Key Findings: Tropical coral fossils, coal deposits, and water lily fossils were found within the Arctic Circle. Similar plant and animal fossils were found in Antarctica. Prehistoric frozen trees were found to have no annual rings. These are only found at equatorial locations. Multiple alternating layers of Arctic and equatorial fossils were found at the North Pole. They also found evidence of mass animal extinctions within these layers.
Chapter 29 - Polar Wander
This chapter explains the scientific concept of apparent polar wander as the result of the Earth's crust (lithosphere) shifting relative to its stable axis of rotation, rather than the planet's rotational axis itself moving. Drawing on paleomagnetism, glacial geology, paleoclimatology, and plate tectonics, it argues that the Earth's surface has repeatedly moved thousands of miles over geologic time. These shifts explain many mysteries from Chapter 28. The chapter contrasts slow, gradualistic models with evidence of occasional rapid crustal displacements that trigger catastrophic consequences for life on Earth.

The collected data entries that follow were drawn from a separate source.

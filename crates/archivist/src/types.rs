//! Shared data types for the catalog, the store and the protocol surfaces.

use chrono::{DateTime, Utc};
use serde::{Deserialize, Serialize};
use std::collections::{BTreeMap, HashMap};

/// Metadata record for a single knowledge-store file.
///
/// Serialized with camelCase keys to stay compatible with existing catalog
/// documents. Timestamps are RFC 3339 UTC.
#[derive(Debug, Clone, PartialEq, Serialize, Deserialize)]
#[serde(rename_all = "camelCase")]
pub struct FileMetadata {
    /// Store identifier, `/`-separated and relative to the store root
    pub filename: String,

    #[serde(default, skip_serializing_if = "Option::is_none")]
    pub description: Option<String>,

    #[serde(default, skip_serializing_if = "Option::is_none")]
    pub summary: Option<String>,

    #[serde(default)]
    pub tags: Vec<String>,

    #[serde(default = "default_category")]
    pub category: String,

    /// Size in bytes
    #[serde(default)]
    pub size: u64,

    #[serde(default, skip_serializing_if = "Option::is_none")]
    pub mime_type: Option<String>,

    #[serde(default, skip_serializing_if = "Option::is_none")]
    pub last_modified: Option<DateTime<Utc>>,

    #[serde(default, skip_serializing_if = "Option::is_none")]
    pub last_accessed: Option<DateTime<Utc>>,

    #[serde(default)]
    pub estimated_tokens: u64,

    #[serde(default, skip_serializing_if = "Option::is_none")]
    pub language: Option<String>,

    #[serde(default)]
    pub is_large_file: bool,

    #[serde(default)]
    pub custom_properties: BTreeMap<String, String>,
}

fn default_category() -> String {
    crate::core::mime::DEFAULT_CATEGORY.to_string()
}

impl FileMetadata {
    /// Empty record for `filename` with category `other`.
    pub fn new(filename: impl Into<String>) -> Self {
        Self {
            filename: filename.into(),
            description: None,
            summary: None,
            tags: Vec::new(),
            category: default_category(),
            size: 0,
            mime_type: None,
            last_modified: None,
            last_accessed: None,
            estimated_tokens: 0,
            language: None,
            is_large_file: false,
            custom_properties: BTreeMap::new(),
        }
    }
}

/// Partial metadata update. Only fields that are `Some` overwrite the record.
#[derive(Debug, Clone, Default, PartialEq, Serialize, Deserialize)]
#[serde(rename_all = "camelCase")]
pub struct MetadataPatch {
    #[serde(default)]
    pub description: Option<String>,
    #[serde(default)]
    pub tags: Option<Vec<String>>,
    #[serde(default)]
    pub category: Option<String>,
    #[serde(default)]
    pub summary: Option<String>,
}

impl MetadataPatch {
    pub fn is_empty(&self) -> bool {
        self.description.is_none() && self.tags.is_none() && self.category.is_none() && self.summary.is_none()
    }

    /// Overwrite the provided fields of `metadata`.
    pub fn apply(&self, metadata: &mut FileMetadata) {
        if let Some(description) = &self.description {
            metadata.description = Some(description.clone());
        }
        if let Some(tags) = &self.tags {
            metadata.tags = tags.clone();
        }
        if let Some(category) = &self.category {
            metadata.category = category.clone();
        }
        if let Some(summary) = &self.summary {
            metadata.summary = Some(summary.clone());
        }
    }
}

/// Aggregate statistics over the whole catalog.
#[derive(Debug, Clone, PartialEq, Serialize, Deserialize)]
#[serde(rename_all = "camelCase")]
pub struct CatalogOverview {
    pub total_files: usize,
    /// Sum of record sizes in bytes
    pub total_size: u64,
    pub large_files: usize,
    pub category_counts: HashMap<String, usize>,
    pub last_updated: DateTime<Utc>,
}

/// Filesystem facts about a single store file.
#[derive(Debug, Clone, PartialEq, Serialize, Deserialize)]
#[serde(rename_all = "camelCase")]
pub struct FileInfo {
    pub filename: String,
    pub size: u64,
    pub last_modified: Option<DateTime<Utc>>,
    pub mime_type: String,
    pub extension: String,
}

Rocks retain a record of the magnetic field at the time they formed. Studies show the magnetic north pole appears to have moved thousands of miles, hundreds of times in Earth's history. Ice sheets once covered parts of Africa, India, and South America. Antarctica, northern Canada, Alaska, Siberia, and Arctic islands once had temperate or subtropical climates with rich forests and animal life.
Chapter 30 - The Flip of the Earth
This chapter proposes a specific triggering mechanism for the rapid crustal shifts. It argues that when the north magnetic pole converges closely enough with the geographic (rotational) pole, a dramatic 'polar flip' occurs. This 90-degree magnetic shift drags the magnetized crust, causing a sudden, catastrophic displacement of the lithosphere relative to the planet's axis.
Current cosmology suggests these flips are triggered by our solar system moving through the galactic null point. This is the dusty magnetically neutral region where all stars and their solar systems exist. Our system moves through this magnetic neutral area every 12,000 years. Galaxies, and their spinning arms, have magnetically charged hemispheres above and below them.